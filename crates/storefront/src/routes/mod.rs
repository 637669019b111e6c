//! HTTP route handlers for the storefront.
//!
//! # Route Structure
//!
//! ```text
//! GET  /health                    - Health check
//!
//! # Catalog
//! GET  /catalog/categories        - Category list
//! GET  /catalog/items             - Item list (?search=&category=)
//! GET  /catalog/items/{id}        - Item detail with favorite flag
//! GET  /catalog/restaurants       - Restaurant list
//!
//! # Cart
//! GET  /cart                      - Cart with subtotal, delivery fee and total
//! POST /cart/add                  - Add item {item_id, quantity?}
//! POST /cart/update               - Set quantity {item_id, quantity}
//! POST /cart/remove               - Remove line {item_id}
//! POST /cart/clear                - Empty the cart
//! GET  /cart/count                - Units in cart (badge)
//!
//! # Favorites
//! GET  /favorites                 - Favorite items
//! POST /favorites/{id}/toggle     - Toggle one favorite
//!
//! # Orders
//! POST /orders                    - Place an order for the current cart
//! GET  /orders/{id}               - Order tracking status
//! ```

pub mod cart;
pub mod catalog;
pub mod favorites;
pub mod orders;

use axum::{
    Router, middleware,
    routing::{get, post},
};
use tower_http::trace::TraceLayer;

use crate::middleware::{RequestSpan, request_id_middleware};
use crate::state::AppState;

/// Create the catalog routes router.
pub fn catalog_routes() -> Router<AppState> {
    Router::new()
        .route("/categories", get(catalog::categories))
        .route("/items", get(catalog::items))
        .route("/items/{id}", get(catalog::item))
        .route("/restaurants", get(catalog::restaurants))
}

/// Create the cart routes router.
pub fn cart_routes() -> Router<AppState> {
    Router::new()
        .route("/", get(cart::show))
        .route("/add", post(cart::add))
        .route("/update", post(cart::update))
        .route("/remove", post(cart::remove))
        .route("/clear", post(cart::clear))
        .route("/count", get(cart::count))
}

/// Create the favorites routes router.
pub fn favorite_routes() -> Router<AppState> {
    Router::new()
        .route("/", get(favorites::index))
        .route("/{id}/toggle", post(favorites::toggle))
}

/// Create the order routes router.
pub fn order_routes() -> Router<AppState> {
    Router::new()
        .route("/", post(orders::place))
        .route("/{id}", get(orders::show))
}

/// Create all routes for the storefront.
pub fn routes() -> Router<AppState> {
    Router::new()
        .route("/health", get(health))
        .nest("/catalog", catalog_routes())
        .nest("/cart", cart_routes())
        .nest("/favorites", favorite_routes())
        .nest("/orders", order_routes())
}

/// Build the full application router with state, request IDs and tracing.
pub fn app(state: AppState) -> Router {
    routes()
        .layer(middleware::from_fn(request_id_middleware))
        .layer(TraceLayer::new_for_http().make_span_with(RequestSpan))
        .with_state(state)
}

/// Liveness health check endpoint.
async fn health() -> &'static str {
    "ok"
}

^^^^^^^^

◆ PROBLEM REQUIREMENTS ◆
Every entry shown above is to be written out exactly.

◆ EXERCISE RESPONSE ◆
filename crates/storefront/src/routes/mod.rs
repository 637669019b111e6c
//! HTTP route handlers for the storefront.
//!
//! # Route Structure
//!
//! ```text
//! GET  /health                    - Health check
//!
//! # Catalog
//! GET  /catalog/categories        - Category list
//! GET  /catalog/items             - Item list (?search=&category=)
//! GET  /catalog/items/{id}        - Item detail with favorite flag
//! GET  /catalog/restaurants       - Restaurant list
//!
//! # Cart
//! GET  /cart                      - Cart with subtotal, delivery fee and total
//! POST /cart/add                  - Add item {item_id, quantity?}
//! POST /cart/update               - Set quantity {item_id, quantity}
//! POST /cart/remove               - Remove line {item_id}
//! POST /cart/clear                - Empty the cart
//! GET  /cart/count                - Units in cart (badge)
//!
//! # Favorites
//! GET  /favorites                 - Favorite items
//! POST /favorites/{id}/toggle     - Toggle one favorite
//!
//! # Orders
//! POST /orders                    - Place an order for the current cart
//! GET  /orders/{id}               - Order tracking status
//! ```

pub mod cart;
pub mod catalog;
pub mod favorites;
pub mod orders;

use axum::{
    Router, middleware,
    routing::{get, post},
};
use tower_http::trace::TraceLayer;

use crate::middleware::{RequestSpan, request_id_middleware};
use crate::state::AppState;

/// Create the catalog routes router.
pub fn catalog_routes() -> Router<AppState> {
    Router::new()
        .route("/categories", get(catalog::categories))
        .route("/items", get(catalog::items))
        .route("/items/{id}", get(catalog::item))
        .route("/restaurants", get(catalog::restaurants))
}

/// Create the cart routes router.
pub fn cart_routes() -> Router<AppState> {
    Router::new()
        .route("/", get(cart::show))
        .route("/add", post(cart::add))
        .route("/update", post(cart::update))
        .route("/remove", post(cart::remove))
        .route("/clear", post(cart::clear))
        .route("/count", get(cart::count))
}

/// Create the favorites routes router.
pub fn favorite_routes() -> Router<AppState> {
    Router::new()
        .route("/", get(favorites::index))
        .route("/{id}/toggle", post(favorites::toggle))
}

/// Create the order routes router.
pub fn order_routes() -> Router<AppState> {
    Router::new()
        .route("/", post(orders::place))
        .route("/{id}", get(orders::show))
}

/// Create all routes for the storefront.
pub fn routes() -> Router<AppState> {
    Router::new()
        .route("/health", get(health))
        .nest("/catalog", catalog_routes())
        .nest("/cart", cart_routes())
        .nest("/favorites", favorite_routes())
        .nest("/orders", order_routes())
}

/// Build the full application router with state, request IDs and tracing.
pub fn app(state: AppState) -> Router {
    routes()
        .layer(middleware::from_fn(request_id_middleware))
        .layer(TraceLayer::new_for_http().make_span_with(RequestSpan))
        .with_state(state)
}

/// Liveness health check endpoint.
async fn health() -> &'static str {
    "ok"
}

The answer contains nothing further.